■ **What the exercise asks**
Number of lines below with "Copy": work it out and reply with that number only.
** Source material follows **
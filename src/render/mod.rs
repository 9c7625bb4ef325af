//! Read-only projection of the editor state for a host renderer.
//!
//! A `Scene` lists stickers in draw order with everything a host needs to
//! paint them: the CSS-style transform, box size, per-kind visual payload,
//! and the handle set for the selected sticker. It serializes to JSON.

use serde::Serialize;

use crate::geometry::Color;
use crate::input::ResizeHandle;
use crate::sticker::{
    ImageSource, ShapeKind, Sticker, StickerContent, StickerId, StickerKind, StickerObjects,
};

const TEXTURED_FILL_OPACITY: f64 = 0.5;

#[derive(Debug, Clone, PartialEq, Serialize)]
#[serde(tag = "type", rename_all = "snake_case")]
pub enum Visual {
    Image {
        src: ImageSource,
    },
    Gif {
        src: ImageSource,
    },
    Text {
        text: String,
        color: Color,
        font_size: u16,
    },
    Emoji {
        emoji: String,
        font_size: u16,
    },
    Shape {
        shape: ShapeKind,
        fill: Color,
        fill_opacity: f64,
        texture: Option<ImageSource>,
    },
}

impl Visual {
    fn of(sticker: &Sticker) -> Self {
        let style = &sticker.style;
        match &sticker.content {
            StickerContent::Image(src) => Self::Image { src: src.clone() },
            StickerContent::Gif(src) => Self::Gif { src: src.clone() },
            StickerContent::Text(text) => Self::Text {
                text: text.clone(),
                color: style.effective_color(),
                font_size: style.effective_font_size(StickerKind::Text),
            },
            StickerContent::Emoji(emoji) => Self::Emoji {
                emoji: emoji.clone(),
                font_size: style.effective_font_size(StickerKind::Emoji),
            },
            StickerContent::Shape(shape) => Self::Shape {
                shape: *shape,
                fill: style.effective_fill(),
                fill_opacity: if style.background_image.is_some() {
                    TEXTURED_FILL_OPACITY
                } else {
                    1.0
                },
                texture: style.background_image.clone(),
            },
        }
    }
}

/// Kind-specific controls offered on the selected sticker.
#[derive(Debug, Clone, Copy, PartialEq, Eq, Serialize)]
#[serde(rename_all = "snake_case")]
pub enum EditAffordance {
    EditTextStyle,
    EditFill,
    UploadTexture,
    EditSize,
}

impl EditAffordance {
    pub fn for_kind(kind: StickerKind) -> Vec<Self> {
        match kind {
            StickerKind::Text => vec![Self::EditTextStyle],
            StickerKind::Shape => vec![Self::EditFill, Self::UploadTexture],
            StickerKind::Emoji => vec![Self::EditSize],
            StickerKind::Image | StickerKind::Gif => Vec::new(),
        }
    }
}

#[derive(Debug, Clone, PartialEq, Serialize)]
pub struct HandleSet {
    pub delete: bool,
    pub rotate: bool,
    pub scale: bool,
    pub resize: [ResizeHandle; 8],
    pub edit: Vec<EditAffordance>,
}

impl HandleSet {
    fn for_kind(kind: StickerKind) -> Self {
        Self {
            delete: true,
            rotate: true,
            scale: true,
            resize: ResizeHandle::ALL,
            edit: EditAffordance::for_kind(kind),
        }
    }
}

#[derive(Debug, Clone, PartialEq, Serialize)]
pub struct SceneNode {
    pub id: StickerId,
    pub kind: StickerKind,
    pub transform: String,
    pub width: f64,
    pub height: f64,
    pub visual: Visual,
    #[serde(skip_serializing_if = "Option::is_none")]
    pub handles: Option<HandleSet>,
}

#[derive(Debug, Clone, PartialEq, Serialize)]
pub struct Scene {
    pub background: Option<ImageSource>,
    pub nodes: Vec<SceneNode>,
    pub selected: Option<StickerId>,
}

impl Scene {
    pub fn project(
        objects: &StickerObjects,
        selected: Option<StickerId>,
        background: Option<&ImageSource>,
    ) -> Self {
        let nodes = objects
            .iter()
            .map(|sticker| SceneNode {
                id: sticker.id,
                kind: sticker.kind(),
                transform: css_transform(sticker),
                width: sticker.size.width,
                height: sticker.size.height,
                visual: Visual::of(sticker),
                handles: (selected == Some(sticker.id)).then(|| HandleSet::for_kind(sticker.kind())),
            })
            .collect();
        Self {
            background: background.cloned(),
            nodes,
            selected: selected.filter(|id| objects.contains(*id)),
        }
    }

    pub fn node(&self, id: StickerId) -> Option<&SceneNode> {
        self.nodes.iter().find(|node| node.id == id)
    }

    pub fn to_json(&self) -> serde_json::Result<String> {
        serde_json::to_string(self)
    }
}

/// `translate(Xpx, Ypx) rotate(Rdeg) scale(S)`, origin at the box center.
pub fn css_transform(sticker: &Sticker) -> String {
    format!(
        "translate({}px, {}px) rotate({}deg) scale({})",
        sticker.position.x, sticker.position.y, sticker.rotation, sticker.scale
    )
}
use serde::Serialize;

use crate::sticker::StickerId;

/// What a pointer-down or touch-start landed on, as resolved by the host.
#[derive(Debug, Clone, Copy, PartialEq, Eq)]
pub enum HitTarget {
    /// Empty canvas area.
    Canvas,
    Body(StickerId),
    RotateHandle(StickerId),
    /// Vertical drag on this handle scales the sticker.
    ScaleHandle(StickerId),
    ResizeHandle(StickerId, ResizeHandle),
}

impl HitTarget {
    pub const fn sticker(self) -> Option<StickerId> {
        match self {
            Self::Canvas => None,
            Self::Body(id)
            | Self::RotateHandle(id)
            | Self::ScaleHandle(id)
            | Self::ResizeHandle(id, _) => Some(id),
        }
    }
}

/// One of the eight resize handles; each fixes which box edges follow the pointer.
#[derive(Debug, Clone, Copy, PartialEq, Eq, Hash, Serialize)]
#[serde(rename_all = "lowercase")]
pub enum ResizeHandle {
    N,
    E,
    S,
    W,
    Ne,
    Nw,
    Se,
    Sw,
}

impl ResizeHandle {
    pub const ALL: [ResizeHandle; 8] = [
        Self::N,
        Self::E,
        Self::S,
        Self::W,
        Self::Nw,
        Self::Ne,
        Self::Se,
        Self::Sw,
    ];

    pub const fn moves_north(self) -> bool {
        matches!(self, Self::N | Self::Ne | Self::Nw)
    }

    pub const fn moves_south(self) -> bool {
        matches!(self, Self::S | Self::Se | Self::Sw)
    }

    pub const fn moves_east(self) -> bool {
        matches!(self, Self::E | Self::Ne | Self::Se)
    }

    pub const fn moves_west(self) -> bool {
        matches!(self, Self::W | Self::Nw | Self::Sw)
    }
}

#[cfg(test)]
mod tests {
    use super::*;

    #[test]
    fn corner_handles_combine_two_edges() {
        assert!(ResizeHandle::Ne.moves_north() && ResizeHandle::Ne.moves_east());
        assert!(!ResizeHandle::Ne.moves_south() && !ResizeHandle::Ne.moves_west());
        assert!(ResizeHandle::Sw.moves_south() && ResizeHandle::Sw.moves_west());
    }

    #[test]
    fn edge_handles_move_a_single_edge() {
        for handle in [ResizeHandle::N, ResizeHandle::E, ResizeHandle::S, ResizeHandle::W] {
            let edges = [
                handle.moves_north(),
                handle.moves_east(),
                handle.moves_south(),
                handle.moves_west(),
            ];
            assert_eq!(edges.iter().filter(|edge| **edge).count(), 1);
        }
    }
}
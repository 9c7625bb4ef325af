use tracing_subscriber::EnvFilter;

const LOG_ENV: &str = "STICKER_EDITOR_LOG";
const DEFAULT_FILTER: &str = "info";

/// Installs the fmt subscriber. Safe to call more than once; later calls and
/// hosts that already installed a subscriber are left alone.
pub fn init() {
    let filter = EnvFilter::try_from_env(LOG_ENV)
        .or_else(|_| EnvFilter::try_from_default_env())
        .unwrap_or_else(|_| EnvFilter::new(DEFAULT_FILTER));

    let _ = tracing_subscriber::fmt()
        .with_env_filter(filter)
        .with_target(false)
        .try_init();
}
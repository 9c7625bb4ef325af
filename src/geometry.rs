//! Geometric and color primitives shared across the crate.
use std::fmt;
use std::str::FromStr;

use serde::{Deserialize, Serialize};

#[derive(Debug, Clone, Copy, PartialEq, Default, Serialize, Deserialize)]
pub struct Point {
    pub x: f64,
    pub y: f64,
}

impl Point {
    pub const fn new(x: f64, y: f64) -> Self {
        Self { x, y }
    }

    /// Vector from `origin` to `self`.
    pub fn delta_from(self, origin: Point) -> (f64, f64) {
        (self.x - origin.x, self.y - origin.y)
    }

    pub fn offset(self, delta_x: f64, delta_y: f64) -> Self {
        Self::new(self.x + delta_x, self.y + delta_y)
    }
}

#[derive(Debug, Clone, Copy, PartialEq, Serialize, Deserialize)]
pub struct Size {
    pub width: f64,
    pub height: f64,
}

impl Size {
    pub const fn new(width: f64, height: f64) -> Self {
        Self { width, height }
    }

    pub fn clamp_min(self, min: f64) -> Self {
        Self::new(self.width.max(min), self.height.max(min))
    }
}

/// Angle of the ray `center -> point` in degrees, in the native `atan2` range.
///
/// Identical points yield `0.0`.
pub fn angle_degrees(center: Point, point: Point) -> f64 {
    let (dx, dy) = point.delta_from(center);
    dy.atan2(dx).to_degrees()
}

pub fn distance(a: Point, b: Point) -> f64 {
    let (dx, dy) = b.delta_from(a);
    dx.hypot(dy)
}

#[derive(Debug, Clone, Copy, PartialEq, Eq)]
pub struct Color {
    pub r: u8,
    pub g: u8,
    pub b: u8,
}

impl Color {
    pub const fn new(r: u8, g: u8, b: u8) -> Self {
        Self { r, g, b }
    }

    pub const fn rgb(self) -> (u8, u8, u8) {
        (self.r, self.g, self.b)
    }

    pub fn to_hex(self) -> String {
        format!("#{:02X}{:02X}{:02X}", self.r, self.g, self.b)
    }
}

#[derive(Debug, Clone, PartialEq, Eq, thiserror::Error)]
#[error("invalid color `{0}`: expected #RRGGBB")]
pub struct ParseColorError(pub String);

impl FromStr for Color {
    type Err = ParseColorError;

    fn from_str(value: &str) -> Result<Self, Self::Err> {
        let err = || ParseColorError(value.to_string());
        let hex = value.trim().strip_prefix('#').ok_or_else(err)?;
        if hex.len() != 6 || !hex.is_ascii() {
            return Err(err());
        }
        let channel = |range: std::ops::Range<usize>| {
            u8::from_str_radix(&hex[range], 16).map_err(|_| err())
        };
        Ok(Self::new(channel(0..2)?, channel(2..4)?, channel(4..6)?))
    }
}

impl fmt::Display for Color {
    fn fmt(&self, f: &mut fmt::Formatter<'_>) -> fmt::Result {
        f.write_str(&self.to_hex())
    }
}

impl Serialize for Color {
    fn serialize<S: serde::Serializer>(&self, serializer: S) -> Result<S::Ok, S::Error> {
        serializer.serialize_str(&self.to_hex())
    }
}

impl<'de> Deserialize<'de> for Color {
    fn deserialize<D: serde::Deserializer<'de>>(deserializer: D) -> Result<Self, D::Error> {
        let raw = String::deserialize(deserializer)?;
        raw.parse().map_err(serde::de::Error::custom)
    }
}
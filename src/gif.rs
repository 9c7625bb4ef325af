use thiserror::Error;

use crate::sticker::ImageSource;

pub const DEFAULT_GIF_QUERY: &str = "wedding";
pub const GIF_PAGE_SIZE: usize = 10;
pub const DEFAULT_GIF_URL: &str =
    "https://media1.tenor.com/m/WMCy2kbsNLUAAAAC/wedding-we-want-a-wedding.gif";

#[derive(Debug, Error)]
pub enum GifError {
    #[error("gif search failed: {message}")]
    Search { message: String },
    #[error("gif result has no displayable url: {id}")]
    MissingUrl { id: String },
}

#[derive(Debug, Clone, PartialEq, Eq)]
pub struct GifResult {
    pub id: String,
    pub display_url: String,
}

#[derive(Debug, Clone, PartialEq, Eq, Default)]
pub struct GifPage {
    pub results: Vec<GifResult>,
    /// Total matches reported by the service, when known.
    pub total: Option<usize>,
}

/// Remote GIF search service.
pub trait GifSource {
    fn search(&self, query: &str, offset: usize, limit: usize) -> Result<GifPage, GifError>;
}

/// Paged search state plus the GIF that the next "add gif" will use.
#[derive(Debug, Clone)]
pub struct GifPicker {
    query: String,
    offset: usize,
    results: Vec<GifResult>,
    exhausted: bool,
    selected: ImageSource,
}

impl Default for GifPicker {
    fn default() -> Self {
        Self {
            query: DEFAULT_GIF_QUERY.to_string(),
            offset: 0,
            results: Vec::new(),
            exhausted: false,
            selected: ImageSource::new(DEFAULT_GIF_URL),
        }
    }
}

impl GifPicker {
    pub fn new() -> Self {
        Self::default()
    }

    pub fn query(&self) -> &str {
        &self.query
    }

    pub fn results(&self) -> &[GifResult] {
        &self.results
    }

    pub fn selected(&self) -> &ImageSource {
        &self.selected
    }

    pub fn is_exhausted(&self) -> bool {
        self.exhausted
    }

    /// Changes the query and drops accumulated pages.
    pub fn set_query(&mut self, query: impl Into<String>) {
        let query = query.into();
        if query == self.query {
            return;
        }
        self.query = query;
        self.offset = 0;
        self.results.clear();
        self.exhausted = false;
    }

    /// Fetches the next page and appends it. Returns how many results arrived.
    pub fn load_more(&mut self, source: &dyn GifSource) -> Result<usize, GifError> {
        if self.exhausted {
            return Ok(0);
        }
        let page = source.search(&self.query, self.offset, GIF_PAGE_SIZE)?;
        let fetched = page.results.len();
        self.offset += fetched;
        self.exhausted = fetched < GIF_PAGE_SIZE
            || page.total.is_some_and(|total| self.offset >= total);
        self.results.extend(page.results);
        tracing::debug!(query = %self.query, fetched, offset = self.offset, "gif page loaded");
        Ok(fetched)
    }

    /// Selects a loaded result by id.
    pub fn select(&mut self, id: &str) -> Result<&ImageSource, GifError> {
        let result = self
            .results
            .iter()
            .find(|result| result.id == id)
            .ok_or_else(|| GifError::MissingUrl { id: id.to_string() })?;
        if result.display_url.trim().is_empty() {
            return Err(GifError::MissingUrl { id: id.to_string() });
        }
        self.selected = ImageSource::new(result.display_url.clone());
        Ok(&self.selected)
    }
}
** End of Source material **
■ **Solution to the problem**
6